BEGIN STUDY MATERIAL

//! Install-root configuration.
//!
//! On the console the destinations are fixed mount points (`ux0:`, the PSP
//! emulator partition); here they are configurable roots so the whole tree
//! can be pointed at a temp dir under test.

use std::path::{Path, PathBuf};
use std::time::Duration;

/// Roots and tunables for staging and installation.
#[derive(Debug, Clone)]
pub struct InstallConfig {
    /// The `ux0:` equivalent; apps, patches, DLC, PSM and comp-packs all
    /// live under it.
    pub ux0: PathBuf,
    /// Default partition hosting `pspemu/`.
    pub psp_partition: PathBuf,
    /// Where packages are staged while downloading.
    pub staging_dir: PathBuf,
    /// HTTP connect timeout.
    pub timeout: Duration,
}

impl InstallConfig {
    pub fn new(ux0: impl Into<PathBuf>) -> Self {
        let ux0 = ux0.into();
        Self {
            psp_partition: ux0.clone(),
            staging_dir: ux0.join("pkgj"),
            ux0,
            timeout: Duration::from_secs(30),
        }
    }

    /// Use a different partition for PSP content.
    pub fn with_psp_partition(mut self, partition: impl Into<PathBuf>) -> Self {
        self.psp_partition = partition.into();
        self
    }

    /// Stage downloads somewhere other than `<ux0>/pkgj`.
    pub fn with_staging_dir(mut self, dir: impl Into<PathBuf>) -> Self {
        self.staging_dir = dir.into();
        self
    }

    pub fn with_timeout(mut self, timeout: Duration) -> Self {
        self.timeout = timeout;
        self
    }

    /// Staging directory for one package.
    pub fn staged(&self, content_id: &str) -> PathBuf {
        self.staging_dir.join(content_id)
    }

    pub fn app_dir(&self) -> PathBuf {
        self.ux0.join("app")
    }

    pub fn patch_dir(&self) -> PathBuf {
        self.ux0.join("patch")
    }

    pub fn addcont_dir(&self) -> PathBuf {
        self.ux0.join("addcont")
    }

    pub fn psm_dir(&self) -> PathBuf {
        self.ux0.join("psm")
    }

    pub fn repatch_dir(&self) -> PathBuf {
        self.ux0.join("rePatch")
    }

    /// `<partition>/pspemu/PSP/GAME`.
    pub fn pspemu_game_dir(partition: &Path) -> PathBuf {
        partition.join("pspemu").join("PSP").join("GAME")
    }

    /// `<partition>/pspemu/ISO`.
    pub fn pspemu_iso_dir(partition: &Path) -> PathBuf {
        partition.join("pspemu").join("ISO")
    }
}
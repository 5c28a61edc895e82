//! Filesystem façade.
//!
//! The pipeline and the dispatcher only touch the disk through this trait,
//! so tests can point them at temp dirs or substitute fakes without
//! platform-specific paths leaking in.

use std::fs::{self, File, OpenOptions};
use std::io::{self, Write};
use std::path::Path;

/// The file operations the pipeline and dispatcher need.
pub trait Filesystem: Send {
    /// Create a directory and any missing parents.
    fn create_dir_all(&self, path: &Path) -> io::Result<()>;

    /// Create (or truncate) a file for writing.
    fn create(&self, path: &Path) -> io::Result<Box<dyn Write + Send>>;

    /// Reopen an existing file for appending, used when a cancelled
    /// session resumes mid-item.
    fn append(&self, path: &Path) -> io::Result<Box<dyn Write + Send>>;

    /// Write a whole file in one shot.
    fn save(&self, path: &Path, data: &[u8]) -> io::Result<()>;

    /// Read a whole file.
    fn load(&self, path: &Path) -> io::Result<Vec<u8>>;

    /// Single-step rename; source and destination are on one filesystem.
    fn rename(&self, from: &Path, to: &Path) -> io::Result<()>;

    fn remove_file(&self, path: &Path) -> io::Result<()>;

    fn remove_dir_all(&self, path: &Path) -> io::Result<()>;

    fn exists(&self, path: &Path) -> bool;

    /// Names of the direct children of a directory.
    fn list_dir(&self, path: &Path) -> io::Result<Vec<String>>;
}

/// `std::fs`-backed implementation.
#[derive(Debug, Default)]
pub struct StdFilesystem;

impl StdFilesystem {
    pub fn new() -> Self {
        Self
    }
}

impl Filesystem for StdFilesystem {
    fn create_dir_all(&self, path: &Path) -> io::Result<()> {
        fs::create_dir_all(path)
    }

    fn create(&self, path: &Path) -> io::Result<Box<dyn Write + Send>> {
        Ok(Box::new(File::create(path)?))
    }

    fn append(&self, path: &Path) -> io::Result<Box<dyn Write + Send>> {
        Ok(Box::new(OpenOptions::new().append(true).open(path)?))
    }

    fn save(&self, path: &Path, data: &[u8]) -> io::Result<()> {
        fs::write(path, data)
    }

    fn load(&self, path: &Path) -> io::Result<Vec<u8>> {
        fs::read(path)
    }

    fn rename(&self, from: &Path, to: &Path) -> io::Result<()> {
        fs::rename(from, to)
    }

    fn remove_file(&self, path: &Path) -> io::Result<()> {
        fs::remove_file(path)
    }

    fn remove_dir_all(&self, path: &Path) -> io::Result<()> {
        fs::remove_dir_all(path)
    }

    fn exists(&self, path: &Path) -> bool {
        path.exists()
    }

    fn list_dir(&self, path: &Path) -> io::Result<Vec<String>> {
        let mut names = Vec::new();
        for entry in fs::read_dir(path)? {
            names.push(entry?.file_name().to_string_lossy().into_owned());
        }
        names.sort();
        Ok(names)
    }
}
//! PKG key ladder and stream cipher.
//!
//! Every PKG carries a 16-byte IV in its header and a key-type tag in the
//! low three bits of byte `0xE7`. The per-package AES key is either a fixed
//! constant (PSP packages) or the AES-128-ECB encryption of the header IV
//! under one of three fixed Vita master keys. The package body is then
//! AES-128-CTR over that key and IV.
//!
//! The CTR primitive here is seekable: the file index is decrypted at
//! stream offsets `32 * i`, file names at their `name_offset`, and item
//! bodies at `item_offset + k`, all out of order relative to each other.

use aes::cipher::{BlockEncrypt, KeyInit, KeyIvInit, StreamCipher, StreamCipherSeek};
use aes::Aes128;
use ctr::Ctr128BE;

use crate::error::DownloadError;

// Master keys, part of the external PKG format contract.
pub const PKG_PSP_KEY: [u8; 16] = [
    0x07, 0xf2, 0xc6, 0x82, 0x90, 0xb5, 0x0d, 0x2c, 0x33, 0x81, 0x8d, 0x70, 0x9b, 0x60, 0xe6, 0x2b,
];
pub const PKG_VITA_2: [u8; 16] = [
    0xe3, 0x1a, 0x70, 0xc9, 0xce, 0x1d, 0xd7, 0x2b, 0xf3, 0xc0, 0x62, 0x29, 0x63, 0xf2, 0xec, 0xcb,
];
pub const PKG_VITA_3: [u8; 16] = [
    0x42, 0x3a, 0xca, 0x3a, 0x2b, 0xd5, 0x64, 0x9f, 0x96, 0x86, 0xab, 0xad, 0x6f, 0xd8, 0x80, 0x1f,
];
pub const PKG_VITA_4: [u8; 16] = [
    0xaf, 0x07, 0xfd, 0x59, 0x65, 0x25, 0x27, 0xba, 0xf1, 0x33, 0x89, 0x66, 0x8b, 0x17, 0xd9, 0xea,
];

/// Derive the per-package AES key from the header key-type byte and IV.
///
/// Only the low three bits of `key_type` are significant. Types 2-4 run the
/// IV through AES-128-ECB under the matching Vita master key; type 1 is the
/// fixed PSP key. Anything else is rejected.
pub fn derive_key(key_type: u8, iv: &[u8; 16]) -> Result<[u8; 16], DownloadError> {
    match key_type & 7 {
        1 => Ok(PKG_PSP_KEY),
        2 => Ok(ecb_encrypt(&PKG_VITA_2, iv)),
        3 => Ok(ecb_encrypt(&PKG_VITA_3, iv)),
        4 => Ok(ecb_encrypt(&PKG_VITA_4, iv)),
        other => Err(DownloadError::Format(format!("invalid key type {other}"))),
    }
}

fn ecb_encrypt(key: &[u8; 16], block: &[u8; 16]) -> [u8; 16] {
    let cipher = Aes128::new(key.into());
    let mut out = *aes::Block::from_slice(block);
    cipher.encrypt_block(&mut out);
    out.into()
}

/// Byte-offset-addressable AES-128-CTR keystream for one package.
///
/// `apply` may be called repeatedly at arbitrary, non-contiguous and
/// non-16-aligned stream offsets; each call positions the keystream at
/// `stream_offset` and XORs `buf` in place. Encrypt and decrypt are the
/// same operation.
pub struct PkgCipher {
    key: [u8; 16],
    iv: [u8; 16],
}

impl PkgCipher {
    pub fn new(key: [u8; 16], iv: [u8; 16]) -> Self {
        Self { key, iv }
    }

    /// XOR `buf` with the keystream starting at byte `stream_offset`.
    pub fn apply(&self, stream_offset: u64, buf: &mut [u8]) {
        let mut cipher = Ctr128BE::<Aes128>::new((&self.key).into(), (&self.iv).into());
        cipher.seek(stream_offset);
        cipher.apply_keystream(buf);
    }
}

END STUDY MATERIAL

Transcribe the opening lines of the listing exactly, please. Stop after the line that contains "#[derive(Debug, Clone)]".

__WRITTEN SOLUTION__.
//! Install-root configuration.
//!
//! On the console the destinations are fixed mount points (`ux0:`, the PSP
//! emulator partition); here they are configurable roots so the whole tree
//! can be pointed at a temp dir under test.

use std::path::{Path, PathBuf};
use std::time::Duration;

/// Roots and tunables for staging and installation.
#[derive(Debug, Clone)]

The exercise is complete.